Member of the Michigan House of Representatives from the Genesee County 1st district
- In office January 1, 1857 – December 31, 1858
- Preceded by: Daniel N. Montague
- Succeeded by: Edward Hughes Thomson

Member of the Michigan House of Representatives from the Genesee County district
- In office February 5, 1851 – December 31, 1852

Personal details
- Born: May 7, 1806 Livonia, New York
- Died: November 2, 1864 (aged 58) Flint, Michigan
- Party: Whig (Before 1856) Republican (After 1856)

= Charles N. Beecher =

American politician

Charles N. Beecher (May 7, 1806November 2, 1864) was a Michigan politician.

==Early life==
Beecher was born on May 7, 1806, in Livonia, New York. Beecher moved to Michigan in May 1836.

==Career==
After arriving to the state in 1836, Beecher settled a farm in Genesee, Michigan. Beecher lived on farm until 1854. On November 5, 1850, Beecher was elected to the Michigan House of Representatives where he represented the Genesee County district from February 5, 1851, to December 31, 1852. Sometime after this term in the legislature, Beecher switched from being a Whig to a Republican.

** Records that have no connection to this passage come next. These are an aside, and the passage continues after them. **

//! Error types for archive assembly.

use thiserror::Error;

/// Result type for archive operations.
pub type ArchiveResult<T> = Result<T, ArchiveError>;

/// Errors that can occur while building an archive.
///
/// Kept apart from download errors: a failed compression is never reported
/// as a network problem.
#[derive(Debug, Error)]
pub enum ArchiveError {
    /// The ZIP writer rejected an entry or failed to finish.
    #[error("failed to compress {entry}: {reason}")]
    Zip { entry: String, reason: String },

    /// Two entries resolved to the same name.
    #[error("duplicate archive entry: {0}")]
    DuplicateEntry(String),

    /// Compression was cancelled before it finished.
    #[error("compression aborted")]
    Aborted,

    /// The compression worker panicked or was cancelled by the runtime.
    #[error("compression worker failed: {0}")]
    Join(String),
}

#[cfg(test)]
mod tests {
    use super::*;

    #[test]
    fn test_error_display() {
        let err = ArchiveError::DuplicateEntry("img1.png".to_string());
        assert_eq!(err.to_string(), "duplicate archive entry: img1.png");

        let err = ArchiveError::Zip {
            entry: "a.bin".to_string(),
            reason: "disk full".to_string(),
        };
        assert!(err.to_string().contains("a.bin"));
    }
}
//! Share links and embed snippets.
//!
//! A project can be shared as a deep link into the repository website
//! (`<site>?prj=<path>`) or embedded in another page through an `<iframe>`
//! pointing at its main file.

use reqwest::Url;

use crate::catalog::{project_base, CatalogError, CatalogResult};
use crate::project::{directory_url, Project};

/// Default embed width in pixels.
pub const DEFAULT_EMBED_WIDTH: u32 = 800;

/// Default embed height in pixels.
pub const DEFAULT_EMBED_HEIGHT: u32 = 600;

/// Size of an embedded player.
#[derive(Debug, Clone, Copy, PartialEq, Eq)]
pub struct EmbedOptions {
    pub width: u32,
    pub height: u32,
}

impl Default for EmbedOptions {
    fn default() -> Self {
        Self {
            width: DEFAULT_EMBED_WIDTH,
            height: DEFAULT_EMBED_HEIGHT,
        }
    }
}

/// Deep link opening `path` on the repository website.
pub fn project_url(site_url: &str, path: &str) -> CatalogResult<Url> {
    let mut url = directory_url(site_url).map_err(CatalogError::InvalidUrl)?;
    url.set_query(Some(&format!("prj={}", path.trim_matches('/'))));
    Ok(url)
}

/// URL of the file the player opens first.
///
/// Uses the project's `fullPath` when known, otherwise resolves its path
/// against `base_url`.
pub fn player_url(base_url: &Url, project: &Project) -> CatalogResult<Url> {
    let base = match &project.full_path {
        Some(full_path) => directory_url(full_path).map_err(CatalogError::InvalidUrl)?,
        None => project_base(base_url, &project.path)?,
    };
    base.join(project.main_file.trim_start_matches("./"))
        .map_err(|e| CatalogError::InvalidUrl(e.to_string()))
}

/// HTML snippet embedding the player at `src`.
pub fn embed_code(src: &Url, options: &EmbedOptions) -> String {
    format!(
        r#"<iframe width="{}" height="{}" frameborder="0" allowfullscreen="true" src="{}"></iframe>"#,
        options.width, options.height, src
    )
}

On November 4, 1856, Beecher was elected to the Michigan House of Representatives where he represented the Genesee County 1st district from January 7, 1857, to December 31, 1858. During unspecified years of his life, Beecher has served as a postmaster for seventeen years, a county commissioner for two years, and an associate county judge.

==Death==
In 1854, Beecher moved to Flint, Michigan. Beecher died in Flint on November 2, 1864.